Roots infected with root knot nematodes will be knotted, bumpy, and swollen.

As you remove summer vegetable plants in preparation to plant fall crops, be sure to check the roots for signs of infection by root knot nematodes. Most summer crops are susceptible to this soil dwelling, microscopic round worm. Above ground symptoms of infection include stunting, dropping of flowers and fruit, low yields, yellow leaves, frequent wilting, and poor growth. If you have observed these symptoms on any of your crops, take a close look at the roots when you pull them up.

If they are infected with root knot nematodes, the roots will appear swollen, bumpy and knotted. Please note: Beans and peas form knots on their roots as a result of infection by a beneficial microbe that helps these crops grow better. Knots caused by this microbe will be pink inside and will appear attached to the root rather than part of the root itself. Finding these knots on bean and pea roots is not a cause for concern.

Managing Root Knot Nematodes

Root knot nematodes can cause serious problem for most summer vegetables and are especially problematic in sandy soils. There is nothing available that will kill root knot nematodes, but they can be managed to keep levels low enough to successfully grow most vegetables.

One of the easiest ways to reduce nematode levels is to grow crops that are not susceptible to attack.
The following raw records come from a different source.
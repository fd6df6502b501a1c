// Copyright 2025 jonefeewang@gmail.com
//
// Licensed under the Apache License, Version 2.0 (the "License");
// you may not use this file except in compliance with the License.
// You may obtain a copy of the License at
//
//     http://www.apache.org/licenses/LICENSE-2.0
//
// Unless required by applicable law or agreed to in writing, software
// distributed under the License is distributed on an "AS IS" BASIS,
// WITHOUT WARRANTIES OR CONDITIONS OF ANY KIND, either express or implied.
// See the License for the specific language governing permissions and
// limitations under the License.

//! The node: listener, connection registry, dispatch and send path.
//!
//! Every connection gets one reader task that feeds a `StreamReassembler`
//! and submits each completed package to the worker pool. Socket writes are
//! queued on a dedicated send thread (`AsyncExecutor`), so a caller of
//! `send_data` never waits for the network.
//!
//! # Ordering
//!
//! Packages of one connection are reassembled and submitted in the order
//! their bytes arrived. With `DispatchOrder::Shared` (the default) any
//! worker may pick up any package, so two packages from the same peer can be
//! *handled* out of order. `DispatchOrder::PerConnection` pins each peer to
//! one worker lane and keeps its packages in arrival order. Writes to a peer
//! leave in the order they were queued.
//!
//! # Ownership
//!
//! The registry holds the only long-lived reference to a `ConnectionState`.
//! Queued work items and write jobs carry the peer address and connection id
//! and look the connection up again when they run; a connection replaced or
//! reaped in between is skipped.

use std::collections::hash_map::DefaultHasher;
use std::collections::HashMap;
use std::future::Future;
use std::hash::{Hash, Hasher};
use std::net::{IpAddr, SocketAddr};
use std::sync::{Arc, Weak};
use std::time::Duration;

use bytes::{Bytes, BytesMut};
use parking_lot::Mutex;
use tokio::io::{AsyncRead, AsyncReadExt, AsyncWrite};
use tokio::net::{TcpListener, TcpStream};
use tokio::runtime::Handle;
use tokio::sync::broadcast;
use tokio::task::JoinHandle;
use tokio::time;
use tokio_rustls::{TlsAcceptor, TlsConnector};
use tracing::{debug, error, info, trace, warn};

use super::parser::CoreParser;
use super::tls::{self, TlsMode, TlsProvider};
use super::{
    AddNodeError, ConnectionInfo, ConnectionRegistry, ConnectionState, NodeEvent,
    PackageParser, ParserRegistry, ParserResult, TrustChange, TrustPenalty,
};
use crate::protocol::{
    BadRequest, CloseConnection, Command, ErrorCode, FrameError, Header, Message, Package,
    StreamReassembler, VersionInfo, PROTOCOL_VERSION,
};
use crate::utils::{AsyncExecutor, PoolHandler, WorkerPool};
use crate::{AppError, AppResult, NodeConfig, Shutdown};

type BoxedReader = Box<dyn AsyncRead + Send + Unpin>;

#[derive(Debug, Clone, Copy, PartialEq, Eq)]
pub enum NodeState {
    Idle,
    Listening,
}

#[derive(Debug)]
struct WorkItem {
    connection_id: u64,
    address: SocketAddr,
    package: Package,
}

#[derive(Clone)]
struct DispatchHandler {
    engine: Weak<NodeEngine>,
}

impl PoolHandler<WorkItem> for DispatchHandler {
    fn handle(&self, item: WorkItem) -> impl Future<Output = ()> + Send {
        let engine = self.engine.clone();
        async move {
            if let Some(engine) = engine.upgrade() {
                engine.handle_work(item);
            }
        }
    }
}

struct RunningNode {
    local_address: SocketAddr,
    notify_shutdown: broadcast::Sender<()>,
    pool: Arc<WorkerPool<WorkItem>>,
    listener_task: JoinHandle<()>,
}

pub struct NodeEngine {
    me: Weak<NodeEngine>,
    config: NodeConfig,
    registry: ConnectionRegistry,
    parsers: ParserRegistry,
    events: broadcast::Sender<NodeEvent>,
    send_executor: AsyncExecutor,
    runtime: Handle,
    running: Mutex<Option<RunningNode>>,
    tls_providers: Mutex<HashMap<TlsMode, Arc<dyn TlsProvider>>>,
}

fn lane_key(address: &SocketAddr) -> u64 {
    let mut hasher = DefaultHasher::new();
    address.hash(&mut hasher);
    hasher.finish()
}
These include asparagus, and cool season crops in the cabbage family, such as broccoli, kale, collards, and mustard. For some crops that are susceptible to nematode attack, resistant varieties are available. For example, while most heirloom tomatoes are highly susceptible to nematodes, many hybrid varieties of tomatoes have been developed with nematode resistance, including ‘Amelia’, ‘Celebrity’ and ‘Better Boy’.
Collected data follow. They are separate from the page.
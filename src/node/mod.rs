//! Connections, trust bookkeeping and the `NodeEngine` that ties them to the
//! wire format.

pub use connection::{
    BoxedWriter, ConnectionInfo, ConnectionState, ConnectionStatus, TrustChange, TrustLevel,
    TrustPenalty,
};
pub use engine::{NodeEngine, NodeState};
pub use events::{AddNodeError, NodeEvent};
pub use parser::{CoreParser, PackageParser, ParserRegistry, ParserResult};
pub use registry::ConnectionRegistry;
pub use tls::{
    generate_self_signed, provider_for, server_name, CertificateBundle, CertificateRequest,
    FileTlsProvider, SelfSignedProvider, TlsMode, TlsProvider,
};

mod connection;
mod engine;
mod events;
mod parser;
mod registry;
mod tls;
For many other crops resistant varieties are not available. To grow these crops in nematode infested soils gardeners have to rely on other practices to manage nematode levels. A practice gaining in popularity is the use of certain cover crops to reduce nematode populations. These include hairy vetch, cereal rye, ‘Pacific Gold’ mustard, and oilseed radish. One of the most promising cover crops for nematode suppression is rapeseed, a relative of mustard and canola. When tilled into the soil, decaying leaves from this crop suppress root knot nematode levels.

Rapeseed bears golden yellow blossoms in spring.

Rapeseed bears golden yellow blossoms in spring.

Rapeseed, and other nematode supressing cover crops, are seeded in the fall, from late September through late October in southeastern North Carolina.. Seed should be broadcast across the garden. Plants grow through the winter and are tilled into the soil in March. Rapeseed crops have a high sulfur requirement, a nutrient that is commonly deficient in sandy soils. When growing rapeseed for nematode control, be sure to take a sample of your soil to your local Cooperative Extension office for testing to find out if you need to add additional sulfur. If sulfur levels are too low, the rapeseed crop will not be able to generate the organic compounds that suppress nematode populations.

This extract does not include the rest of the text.